• [Task to carry out] Each line below containing the word "function" needs to be shown.

• [Records for this exercise]
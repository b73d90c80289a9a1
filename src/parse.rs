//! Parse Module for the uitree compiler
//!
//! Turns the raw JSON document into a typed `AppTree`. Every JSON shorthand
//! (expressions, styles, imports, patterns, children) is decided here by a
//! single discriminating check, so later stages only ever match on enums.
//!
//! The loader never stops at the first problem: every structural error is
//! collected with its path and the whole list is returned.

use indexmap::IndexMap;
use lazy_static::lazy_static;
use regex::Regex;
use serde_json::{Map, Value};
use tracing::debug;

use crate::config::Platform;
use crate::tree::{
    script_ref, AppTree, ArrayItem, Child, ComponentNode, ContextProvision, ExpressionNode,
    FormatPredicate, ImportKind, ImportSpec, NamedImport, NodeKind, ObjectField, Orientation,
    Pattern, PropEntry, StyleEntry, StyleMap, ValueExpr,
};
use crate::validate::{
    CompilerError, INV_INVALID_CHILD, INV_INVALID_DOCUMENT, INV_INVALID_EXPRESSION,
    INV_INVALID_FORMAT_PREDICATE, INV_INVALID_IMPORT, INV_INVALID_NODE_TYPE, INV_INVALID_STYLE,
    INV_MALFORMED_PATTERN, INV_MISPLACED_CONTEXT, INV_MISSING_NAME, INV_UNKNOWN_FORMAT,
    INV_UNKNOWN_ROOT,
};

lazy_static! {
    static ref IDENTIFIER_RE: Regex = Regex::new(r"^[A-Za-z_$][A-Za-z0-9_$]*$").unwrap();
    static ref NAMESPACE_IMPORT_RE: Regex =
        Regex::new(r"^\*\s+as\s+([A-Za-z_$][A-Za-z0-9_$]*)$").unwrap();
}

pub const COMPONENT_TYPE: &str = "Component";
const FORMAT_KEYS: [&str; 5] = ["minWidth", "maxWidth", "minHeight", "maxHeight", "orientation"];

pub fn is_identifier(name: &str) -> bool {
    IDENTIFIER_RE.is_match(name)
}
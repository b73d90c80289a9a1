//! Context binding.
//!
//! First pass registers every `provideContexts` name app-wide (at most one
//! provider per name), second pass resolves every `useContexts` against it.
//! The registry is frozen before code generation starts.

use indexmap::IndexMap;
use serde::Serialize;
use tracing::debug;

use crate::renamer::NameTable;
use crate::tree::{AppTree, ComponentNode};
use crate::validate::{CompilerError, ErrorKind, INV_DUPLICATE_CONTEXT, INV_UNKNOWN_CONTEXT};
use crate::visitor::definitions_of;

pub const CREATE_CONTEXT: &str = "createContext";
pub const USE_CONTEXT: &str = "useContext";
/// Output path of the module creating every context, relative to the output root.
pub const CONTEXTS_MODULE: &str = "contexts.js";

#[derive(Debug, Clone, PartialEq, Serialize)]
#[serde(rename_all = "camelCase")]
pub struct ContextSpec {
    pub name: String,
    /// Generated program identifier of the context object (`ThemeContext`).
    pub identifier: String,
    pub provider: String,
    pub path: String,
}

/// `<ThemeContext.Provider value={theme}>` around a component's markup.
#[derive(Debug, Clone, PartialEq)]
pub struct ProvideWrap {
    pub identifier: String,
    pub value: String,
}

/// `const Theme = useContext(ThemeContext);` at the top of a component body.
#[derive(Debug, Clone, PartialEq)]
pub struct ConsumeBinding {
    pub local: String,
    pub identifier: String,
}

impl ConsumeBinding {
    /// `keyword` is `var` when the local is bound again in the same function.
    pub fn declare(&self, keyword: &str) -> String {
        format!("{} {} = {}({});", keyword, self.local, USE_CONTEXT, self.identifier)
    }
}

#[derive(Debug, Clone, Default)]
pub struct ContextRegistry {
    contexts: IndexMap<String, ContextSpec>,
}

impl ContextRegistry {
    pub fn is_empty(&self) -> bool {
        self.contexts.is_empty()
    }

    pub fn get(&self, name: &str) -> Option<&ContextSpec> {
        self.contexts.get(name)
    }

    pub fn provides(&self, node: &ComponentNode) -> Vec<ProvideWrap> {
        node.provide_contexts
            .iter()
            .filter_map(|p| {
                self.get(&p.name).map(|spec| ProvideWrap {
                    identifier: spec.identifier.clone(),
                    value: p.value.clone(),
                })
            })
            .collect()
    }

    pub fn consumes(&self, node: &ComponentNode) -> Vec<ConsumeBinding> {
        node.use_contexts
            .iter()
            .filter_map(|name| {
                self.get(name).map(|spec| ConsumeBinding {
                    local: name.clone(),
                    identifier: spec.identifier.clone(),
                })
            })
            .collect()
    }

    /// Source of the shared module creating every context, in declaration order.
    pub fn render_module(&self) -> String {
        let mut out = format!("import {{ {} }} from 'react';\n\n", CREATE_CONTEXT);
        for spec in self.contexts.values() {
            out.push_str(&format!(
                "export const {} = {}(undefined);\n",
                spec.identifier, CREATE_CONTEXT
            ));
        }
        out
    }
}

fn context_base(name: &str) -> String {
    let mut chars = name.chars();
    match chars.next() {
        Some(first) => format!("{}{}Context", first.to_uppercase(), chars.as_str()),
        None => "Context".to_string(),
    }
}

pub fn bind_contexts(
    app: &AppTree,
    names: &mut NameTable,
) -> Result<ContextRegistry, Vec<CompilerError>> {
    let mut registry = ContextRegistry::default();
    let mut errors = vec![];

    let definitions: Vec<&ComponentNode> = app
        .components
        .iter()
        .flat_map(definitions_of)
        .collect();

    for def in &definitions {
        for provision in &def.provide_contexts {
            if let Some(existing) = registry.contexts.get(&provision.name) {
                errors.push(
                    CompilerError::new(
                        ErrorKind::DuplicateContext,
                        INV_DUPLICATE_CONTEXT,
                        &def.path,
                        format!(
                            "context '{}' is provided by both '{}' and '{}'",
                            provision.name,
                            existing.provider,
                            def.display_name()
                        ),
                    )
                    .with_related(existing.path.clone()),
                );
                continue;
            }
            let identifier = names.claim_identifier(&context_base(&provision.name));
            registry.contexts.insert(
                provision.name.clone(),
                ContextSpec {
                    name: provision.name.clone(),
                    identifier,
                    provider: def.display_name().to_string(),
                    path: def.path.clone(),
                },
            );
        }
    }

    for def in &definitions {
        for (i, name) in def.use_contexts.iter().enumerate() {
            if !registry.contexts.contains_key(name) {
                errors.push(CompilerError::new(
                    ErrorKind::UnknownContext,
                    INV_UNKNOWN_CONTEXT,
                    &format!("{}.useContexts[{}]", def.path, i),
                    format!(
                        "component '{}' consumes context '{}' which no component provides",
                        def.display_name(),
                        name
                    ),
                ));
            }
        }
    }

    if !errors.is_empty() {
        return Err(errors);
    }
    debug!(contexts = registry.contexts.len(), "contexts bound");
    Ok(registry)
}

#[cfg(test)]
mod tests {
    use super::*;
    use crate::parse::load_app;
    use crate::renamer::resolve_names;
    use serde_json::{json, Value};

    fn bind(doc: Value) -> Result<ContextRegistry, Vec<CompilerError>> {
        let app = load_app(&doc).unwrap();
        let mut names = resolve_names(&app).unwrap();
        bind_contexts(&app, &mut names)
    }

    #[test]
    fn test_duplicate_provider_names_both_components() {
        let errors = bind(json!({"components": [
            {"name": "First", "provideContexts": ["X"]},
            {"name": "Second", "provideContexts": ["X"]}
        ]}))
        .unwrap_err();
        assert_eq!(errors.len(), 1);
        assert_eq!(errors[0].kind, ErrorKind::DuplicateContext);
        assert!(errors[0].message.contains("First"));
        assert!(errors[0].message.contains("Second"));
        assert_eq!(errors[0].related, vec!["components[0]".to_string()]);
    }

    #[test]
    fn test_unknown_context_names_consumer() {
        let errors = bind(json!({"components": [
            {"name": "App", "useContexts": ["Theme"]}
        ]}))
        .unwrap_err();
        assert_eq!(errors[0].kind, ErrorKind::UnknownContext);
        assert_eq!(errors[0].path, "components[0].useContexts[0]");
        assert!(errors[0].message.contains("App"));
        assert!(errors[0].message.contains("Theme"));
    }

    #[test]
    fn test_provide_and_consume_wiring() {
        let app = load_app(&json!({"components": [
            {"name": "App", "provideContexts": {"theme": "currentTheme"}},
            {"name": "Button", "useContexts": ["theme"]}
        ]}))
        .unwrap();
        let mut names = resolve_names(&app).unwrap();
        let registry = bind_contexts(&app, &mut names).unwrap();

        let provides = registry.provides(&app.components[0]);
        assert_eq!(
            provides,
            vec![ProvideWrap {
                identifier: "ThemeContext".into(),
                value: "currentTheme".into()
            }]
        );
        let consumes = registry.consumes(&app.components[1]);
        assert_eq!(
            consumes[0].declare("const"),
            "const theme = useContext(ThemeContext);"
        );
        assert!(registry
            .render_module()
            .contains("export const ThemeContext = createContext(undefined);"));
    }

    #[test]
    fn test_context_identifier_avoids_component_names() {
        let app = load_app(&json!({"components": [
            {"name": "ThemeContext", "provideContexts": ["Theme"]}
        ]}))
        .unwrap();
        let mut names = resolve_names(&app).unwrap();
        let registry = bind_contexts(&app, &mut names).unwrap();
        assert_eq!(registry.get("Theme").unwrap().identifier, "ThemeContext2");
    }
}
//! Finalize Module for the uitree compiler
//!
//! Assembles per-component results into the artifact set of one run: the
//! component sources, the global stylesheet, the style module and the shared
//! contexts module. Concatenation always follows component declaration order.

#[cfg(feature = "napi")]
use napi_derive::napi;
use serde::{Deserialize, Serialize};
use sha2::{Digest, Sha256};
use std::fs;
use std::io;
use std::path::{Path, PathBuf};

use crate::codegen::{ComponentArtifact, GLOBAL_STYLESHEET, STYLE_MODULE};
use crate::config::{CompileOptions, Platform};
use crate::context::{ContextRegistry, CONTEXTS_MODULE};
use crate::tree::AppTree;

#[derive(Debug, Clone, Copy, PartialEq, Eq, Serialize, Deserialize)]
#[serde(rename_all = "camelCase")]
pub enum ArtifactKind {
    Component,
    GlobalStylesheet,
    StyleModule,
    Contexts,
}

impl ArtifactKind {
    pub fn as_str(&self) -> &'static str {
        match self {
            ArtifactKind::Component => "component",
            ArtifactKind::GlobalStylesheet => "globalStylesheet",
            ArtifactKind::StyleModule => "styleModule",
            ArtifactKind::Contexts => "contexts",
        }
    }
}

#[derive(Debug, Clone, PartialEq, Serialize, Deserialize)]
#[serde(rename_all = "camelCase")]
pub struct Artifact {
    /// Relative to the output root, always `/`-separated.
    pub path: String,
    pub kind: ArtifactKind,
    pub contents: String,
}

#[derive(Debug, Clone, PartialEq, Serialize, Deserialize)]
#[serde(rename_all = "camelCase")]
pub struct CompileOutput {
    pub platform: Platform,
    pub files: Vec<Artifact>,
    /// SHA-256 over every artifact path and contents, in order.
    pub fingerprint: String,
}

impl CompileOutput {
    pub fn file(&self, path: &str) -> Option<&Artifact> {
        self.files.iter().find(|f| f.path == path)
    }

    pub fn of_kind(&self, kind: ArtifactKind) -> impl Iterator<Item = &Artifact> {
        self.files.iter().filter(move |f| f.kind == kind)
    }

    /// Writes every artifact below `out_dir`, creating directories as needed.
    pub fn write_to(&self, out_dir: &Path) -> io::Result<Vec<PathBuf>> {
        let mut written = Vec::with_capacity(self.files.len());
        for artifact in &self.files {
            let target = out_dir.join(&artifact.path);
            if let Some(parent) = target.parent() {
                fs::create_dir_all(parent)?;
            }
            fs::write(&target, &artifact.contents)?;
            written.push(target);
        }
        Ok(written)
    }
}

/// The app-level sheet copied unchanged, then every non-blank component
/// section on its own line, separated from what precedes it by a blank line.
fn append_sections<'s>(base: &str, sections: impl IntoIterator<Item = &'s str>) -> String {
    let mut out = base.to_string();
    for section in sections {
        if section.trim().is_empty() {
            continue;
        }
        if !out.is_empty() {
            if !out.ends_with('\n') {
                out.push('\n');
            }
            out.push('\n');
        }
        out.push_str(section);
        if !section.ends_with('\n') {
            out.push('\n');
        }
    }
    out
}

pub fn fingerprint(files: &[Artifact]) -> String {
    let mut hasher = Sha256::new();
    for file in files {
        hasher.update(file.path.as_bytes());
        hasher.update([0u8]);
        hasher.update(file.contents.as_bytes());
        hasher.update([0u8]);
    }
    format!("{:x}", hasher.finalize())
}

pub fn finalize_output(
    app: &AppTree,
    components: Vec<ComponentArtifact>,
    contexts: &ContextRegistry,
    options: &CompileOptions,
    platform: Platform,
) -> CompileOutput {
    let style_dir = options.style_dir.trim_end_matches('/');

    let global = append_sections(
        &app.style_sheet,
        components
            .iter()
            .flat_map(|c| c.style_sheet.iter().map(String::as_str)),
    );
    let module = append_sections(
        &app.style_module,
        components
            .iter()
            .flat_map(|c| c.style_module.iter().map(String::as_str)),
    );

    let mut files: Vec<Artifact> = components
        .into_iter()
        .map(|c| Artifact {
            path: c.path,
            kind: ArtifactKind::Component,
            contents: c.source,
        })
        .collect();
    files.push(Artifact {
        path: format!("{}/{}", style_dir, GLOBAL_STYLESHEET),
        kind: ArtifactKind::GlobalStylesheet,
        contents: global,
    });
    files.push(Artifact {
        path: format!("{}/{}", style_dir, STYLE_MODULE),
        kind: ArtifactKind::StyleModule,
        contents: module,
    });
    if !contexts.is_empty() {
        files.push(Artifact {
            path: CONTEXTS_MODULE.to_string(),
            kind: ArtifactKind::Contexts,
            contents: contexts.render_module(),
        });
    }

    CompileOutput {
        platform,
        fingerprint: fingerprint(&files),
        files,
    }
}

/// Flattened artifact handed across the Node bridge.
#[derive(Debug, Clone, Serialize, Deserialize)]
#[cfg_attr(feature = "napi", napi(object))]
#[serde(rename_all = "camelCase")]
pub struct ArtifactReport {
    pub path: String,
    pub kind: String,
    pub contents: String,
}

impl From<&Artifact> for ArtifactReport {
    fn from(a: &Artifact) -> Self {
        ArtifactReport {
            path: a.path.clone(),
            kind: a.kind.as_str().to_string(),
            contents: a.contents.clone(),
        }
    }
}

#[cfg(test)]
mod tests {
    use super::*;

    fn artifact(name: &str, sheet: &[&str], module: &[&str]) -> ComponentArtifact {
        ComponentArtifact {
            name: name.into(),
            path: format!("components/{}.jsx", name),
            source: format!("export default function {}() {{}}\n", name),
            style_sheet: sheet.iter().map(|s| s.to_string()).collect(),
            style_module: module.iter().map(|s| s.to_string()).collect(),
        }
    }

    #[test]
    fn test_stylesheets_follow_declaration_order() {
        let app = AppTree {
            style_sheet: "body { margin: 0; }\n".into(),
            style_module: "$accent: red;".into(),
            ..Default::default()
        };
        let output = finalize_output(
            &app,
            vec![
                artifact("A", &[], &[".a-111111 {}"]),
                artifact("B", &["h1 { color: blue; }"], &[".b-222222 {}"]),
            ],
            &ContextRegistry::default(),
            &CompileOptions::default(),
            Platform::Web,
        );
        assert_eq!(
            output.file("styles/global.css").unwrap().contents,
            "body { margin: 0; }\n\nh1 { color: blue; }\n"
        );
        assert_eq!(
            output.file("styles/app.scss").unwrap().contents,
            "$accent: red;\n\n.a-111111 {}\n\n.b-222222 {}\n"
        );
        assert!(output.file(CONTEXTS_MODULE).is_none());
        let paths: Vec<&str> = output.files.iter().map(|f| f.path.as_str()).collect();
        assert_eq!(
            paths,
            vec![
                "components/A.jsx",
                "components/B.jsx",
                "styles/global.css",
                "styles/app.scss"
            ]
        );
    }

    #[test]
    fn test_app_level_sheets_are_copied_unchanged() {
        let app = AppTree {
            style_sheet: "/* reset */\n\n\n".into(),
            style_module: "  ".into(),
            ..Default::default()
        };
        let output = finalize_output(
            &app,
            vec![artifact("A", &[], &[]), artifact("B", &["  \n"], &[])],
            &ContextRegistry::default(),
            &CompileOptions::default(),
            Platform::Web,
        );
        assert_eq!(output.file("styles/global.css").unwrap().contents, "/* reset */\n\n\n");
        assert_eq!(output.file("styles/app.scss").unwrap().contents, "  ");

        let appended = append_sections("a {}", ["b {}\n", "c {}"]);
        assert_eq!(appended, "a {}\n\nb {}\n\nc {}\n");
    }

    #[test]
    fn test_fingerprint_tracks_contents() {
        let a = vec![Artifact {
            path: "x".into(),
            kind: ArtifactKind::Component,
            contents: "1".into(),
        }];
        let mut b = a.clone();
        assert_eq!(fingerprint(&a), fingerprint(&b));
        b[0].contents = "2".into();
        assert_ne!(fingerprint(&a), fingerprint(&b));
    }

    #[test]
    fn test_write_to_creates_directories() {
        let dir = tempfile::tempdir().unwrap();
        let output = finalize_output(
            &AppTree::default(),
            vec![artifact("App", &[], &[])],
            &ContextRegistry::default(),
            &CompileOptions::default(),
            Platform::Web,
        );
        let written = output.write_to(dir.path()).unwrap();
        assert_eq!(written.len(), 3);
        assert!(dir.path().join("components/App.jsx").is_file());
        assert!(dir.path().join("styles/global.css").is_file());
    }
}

• [Written solution]
    /// `keyword` is `var` when the local is bound again in the same function.
            source: format!("export default function {}() {{}}\n", name),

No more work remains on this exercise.